Fructosuria, Levulosuria

Fructosuria, Levulosuria is a condition characterized by the presence of fructose (levulose) in the urine.

Fructose and levulose are simple sugars that are normally completely absorbed in the intestines and should not be present in the urine.

The cause of fructosuria and levulesuria is a deficiency of the enzyme aldolase B in the intestine. This enzyme is responsible for the breakdown of fructose and levulose. With its deficiency, these sugars are not absorbed and are excreted in the urine.

Fructosuria and levulesuria are inherited as autosomal recessive diseases. This means that for the disease to manifest, a child must inherit the defective gene from both parents.

These conditions are asymptomatic, since non-absorption of fructose and levulose does not lead to any disorders in the body. Fructosuria and levulesuria are diagnosed only by laboratory testing of urine.

Treatment for fructosuria and levulesuria is not required. It is only recommended to limit foods high in fructose and levulose in the diet to reduce their concentration in urine. The prognosis for these conditions is favorable.
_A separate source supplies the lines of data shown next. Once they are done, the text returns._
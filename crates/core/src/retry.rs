//! Exponential-backoff retry for transient counter-store reads.

use std::time::Duration;

use tracing::warn;

use crate::StoreError;

/// Retry settings for transient store failures.
///
/// Only errors where [`StoreError::is_retryable()`] is `true` are retried.
#[derive(Debug, Clone, PartialEq, Eq)]
pub struct RetryPolicy {
    /// Maximum number of attempts, including the first. `0` behaves as `1`.
    pub max_attempts: u32,
    /// Delay before the second attempt.
    pub initial_delay: Duration,
    /// Upper bound for any single delay.
    pub max_delay: Duration,
}

impl Default for RetryPolicy {
    fn default() -> Self {
        Self {
            max_attempts: 3,
            initial_delay: Duration::from_millis(200),
            max_delay: Duration::from_secs(2),
        }
    }
}

impl RetryPolicy {
    /// delay = min(initial_delay * 2^attempt, max_delay), `attempt` 0-indexed.
    pub fn delay_for(&self, attempt: u32) -> Duration {
        self.initial_delay
            .saturating_mul(2u32.saturating_pow(attempt))
            .min(self.max_delay)
    }

    /// Run `op` until it succeeds, fails permanently, or attempts run out.
    pub fn run<T, F>(&self, what: &str, mut op: F) -> Result<T, StoreError>
    where
        F: FnMut() -> Result<T, StoreError>,
    {
        let attempts = self.max_attempts.max(1);
        let mut attempt = 0;
        loop {
            match op() {
                Ok(v) => return Ok(v),
                Err(e) if e.is_retryable() && attempt + 1 < attempts => {
                    let delay = self.delay_for(attempt);
                    warn!(op = what, attempt = attempt + 1, ?delay, error = %e, "retrying store operation");
                    std::thread::sleep(delay);
                    attempt += 1;
                }
                Err(e) => return Err(e),
            }
        }
    }
}

#[cfg(test)]
mod tests {
    use super::*;
    use std::cell::Cell;

    fn fast(max_attempts: u32) -> RetryPolicy {
        RetryPolicy {
            max_attempts,
            initial_delay: Duration::from_millis(1),
            max_delay: Duration::from_millis(2),
        }
    }

    #[test]
    fn delays_double_and_cap() {
        let p = RetryPolicy {
            max_attempts: 5,
            initial_delay: Duration::from_millis(100),
            max_delay: Duration::from_millis(350),
        };
        assert_eq!(p.delay_for(0), Duration::from_millis(100));
        assert_eq!(p.delay_for(1), Duration::from_millis(200));
        assert_eq!(p.delay_for(2), Duration::from_millis(350));
        assert_eq!(p.delay_for(40), Duration::from_millis(350));
    }

    #[test]
    fn transient_errors_are_retried() {
        let calls = Cell::new(0);
        let out = fast(3).run("read", || {
            calls.set(calls.get() + 1);
            if calls.get() < 3 {
                Err(StoreError::Backend("reset".into()))
            } else {
                Ok(7)
            }
        });
        assert_eq!(out.unwrap(), 7);
        assert_eq!(calls.get(), 3);
    }

    #[test]
    fn gives_up_after_max_attempts() {
        let calls = Cell::new(0);
        let out: Result<(), _> = fast(2).run("read", || {
            calls.set(calls.get() + 1);
            Err(StoreError::Backend("down".into()))
        });
        assert!(matches!(out, Err(StoreError::Backend(_))));
        assert_eq!(calls.get(), 2);
    }

    #[test]
    fn permanent_errors_are_not_retried() {
        let calls = Cell::new(0);
        let out: Result<(), _> = fast(5).run("read", || {
            calls.set(calls.get() + 1);
            Err(StoreError::PartNotFound("x".into()))
        });
        assert!(out.is_err());
        assert_eq!(calls.get(), 1);
    }

    #[test]
    fn zero_attempts_still_runs_once() {
        let calls = Cell::new(0);
        let _ = fast(0).run("read", || {
            calls.set(calls.get() + 1);
            Err::<(), _>(StoreError::Backend("x".into()))
        });
        assert_eq!(calls.get(), 1);
    }
}
//! Errors raised while reaching a printer.

use std::io;
use std::time::Duration;

/// Why a label did not reach the printer.
///
/// Use [`PrintError::is_retryable()`] to classify transient vs permanent
/// failures and [`PrintError::code()`] for the stable message code shown to
/// operators.
#[non_exhaustive]
#[derive(Debug, thiserror::Error)]
pub enum PrintError {
    // -- Connection --
    /// Nothing listens on the printer port (printer off or wrong port).
    #[error("connection refused: {addr}")]
    ConnectionRefused {
        /// Printer address.
        addr: String,
        /// OS error.
        #[source]
        source: io::Error,
    },

    /// The printer did not answer within the connect timeout.
    #[error("connection timed out: {addr} ({timeout:?})")]
    ConnectionTimeout {
        /// Printer address.
        addr: String,
        /// The configured timeout that elapsed.
        timeout: Duration,
        /// OS error.
        #[source]
        source: io::Error,
    },

    /// Connection failed for a reason other than refusal or timeout.
    #[error("connection failed: {addr}")]
    ConnectionFailed {
        /// Printer address.
        addr: String,
        /// OS error.
        #[source]
        source: io::Error,
    },

    // -- Address --
    /// The printer host name resolved to nothing.
    #[error("no address found for hostname: {0}")]
    NoAddressFound(String),

    // -- I/O --
    /// A write to a network printer failed.
    #[error("write failed: {0}")]
    WriteFailed(#[source] io::Error),

    // -- Serial-specific --
    /// No serial port matches the configured name.
    #[error("serial port {requested} not found (available: {})", available.join(", "))]
    SerialPortNotFound {
        /// The configured port name.
        requested: String,
        /// Port names currently present on the system.
        available: Vec<String>,
    },

    /// The serial port exists but another process holds it.
    #[error("serial port {port} is busy: {reason}")]
    SerialPortBusy {
        /// The port that was opened.
        port: String,
        /// Driver message.
        reason: String,
    },

    /// Opening the serial port failed.
    #[error("could not open serial port {port}: {reason}")]
    SerialOpenFailed {
        /// The port that was opened.
        port: String,
        /// Driver message.
        reason: String,
    },

    /// Writing to an open serial port failed.
    #[error("serial write failed: {0}")]
    SerialWriteFailed(#[source] io::Error),

    // -- Retry --
    /// Every retry attempt failed; the code is that of the last failure.
    #[error("retries exhausted after {attempts} attempts")]
    RetriesExhausted {
        /// Total number of attempts made.
        attempts: u32,
        /// The error from the final attempt.
        #[source]
        last_error: Box<PrintError>,
    },

    // -- Configuration --
    /// An invalid configuration was provided.
    #[error("invalid configuration: {0}")]
    InvalidConfig(String),

    /// The transport needed by the target was compiled out.
    #[error("{0} transport not enabled in this build")]
    TransportUnavailable(&'static str),
}

impl PrintError {
    /// Returns `true` if this error is transient and worth retrying.
    pub fn is_retryable(&self) -> bool {
        matches!(
            self,
            PrintError::ConnectionTimeout { .. }
                | PrintError::WriteFailed(_)
                | PrintError::SerialWriteFailed(_)
        )
    }

    /// Stable message code for this failure.
    ///
    /// [`RetriesExhausted`](Self::RetriesExhausted) reports the code of the
    /// final attempt's error.
    pub fn code(&self) -> &'static str {
        match self {
            PrintError::ConnectionRefused { .. }
            | PrintError::ConnectionFailed { .. }
            | PrintError::NoAddressFound(_) => "backend.printer.connection_error",
            PrintError::ConnectionTimeout { .. } => "backend.printer.timeout",
            PrintError::WriteFailed(_) => "backend.printer.send_error",
            PrintError::SerialPortNotFound { .. } => "backend.printer.com_not_found",
            PrintError::SerialPortBusy { .. } => "backend.printer.com_busy",
            PrintError::SerialOpenFailed { .. } => "backend.printer.com_open_error",
            PrintError::SerialWriteFailed(_) => "backend.printer.com_write_error",
            PrintError::RetriesExhausted { last_error, .. } => last_error.code(),
            PrintError::InvalidConfig(_) => "backend.printer.invalid_config",
            PrintError::TransportUnavailable(_) => "backend.printer.transport_unavailable",
        }
    }
}

#[cfg(test)]
mod tests {
    use super::*;

    #[test]
    fn retryable_errors() {
        assert!(
            PrintError::ConnectionTimeout {
                addr: "x".into(),
                timeout: Duration::from_secs(1),
                source: io::Error::new(io::ErrorKind::TimedOut, "test"),
            }
            .is_retryable()
        );
        assert!(
            PrintError::WriteFailed(io::Error::new(io::ErrorKind::BrokenPipe, "test"))
                .is_retryable()
        );
        assert!(PrintError::SerialWriteFailed(io::Error::other("test")).is_retryable());
    }

    #[test]
    fn non_retryable_errors() {
        assert!(
            !PrintError::ConnectionRefused {
                addr: "x".into(),
                source: io::Error::new(io::ErrorKind::ConnectionRefused, "test"),
            }
            .is_retryable()
        );
        assert!(!PrintError::NoAddressFound("x".into()).is_retryable());
        assert!(
            !PrintError::SerialPortNotFound {
                requested: "COM9".into(),
                available: vec![],
            }
            .is_retryable()
        );
        assert!(!PrintError::InvalidConfig("test".into()).is_retryable());
        assert!(
            !PrintError::RetriesExhausted {
                attempts: 3,
                last_error: Box::new(PrintError::WriteFailed(io::Error::other("x"))),
            }
            .is_retryable()
        );
    }

    #[test]
    fn codes() {
        let timeout = PrintError::ConnectionTimeout {
            addr: "10.0.0.5:9100".into(),
            timeout: Duration::from_secs(3),
            source: io::Error::new(io::ErrorKind::TimedOut, "t"),
        };
        assert_eq!(timeout.code(), "backend.printer.timeout");
        assert_eq!(
            PrintError::NoAddressFound("h".into()).code(),
            "backend.printer.connection_error"
        );
        assert_eq!(
            PrintError::SerialPortBusy {
                port: "COM3".into(),
                reason: "Access denied".into()
            }
            .code(),
            "backend.printer.com_busy"
        );
        let exhausted = PrintError::RetriesExhausted {
            attempts: 3,
            last_error: Box::new(timeout),
        };
        assert_eq!(exhausted.code(), "backend.printer.timeout");
    }

    #[test]
    fn not_found_lists_available_ports() {
        let e = PrintError::SerialPortNotFound {
            requested: "COM9".into(),
            available: vec!["COM1".into(), "COM3".into()],
        };
        assert_eq!(
            e.to_string(),
            "serial port COM9 not found (available: COM1, COM3)"
        );
    }
}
Little fructose is produced in the body due to a deficiency of the enzyme aldolase. However, provided that the enzyme content is less than normal, a large amount of fructosuria is released into the blood. Normally, only fructose passes from the cells of our body into the urine; the longer chain of glucose molecules remains without



Fructosuria (from the Latin fructus - fruit) is a rare hereditary disorder of carbohydrate metabolism with excretion (excretion in the urine) of fruit xyluloses and xyloses. May occur in different forms. The disease got its name because it was first described in children of an African tribe who received citrus fruits containing fruit sugar.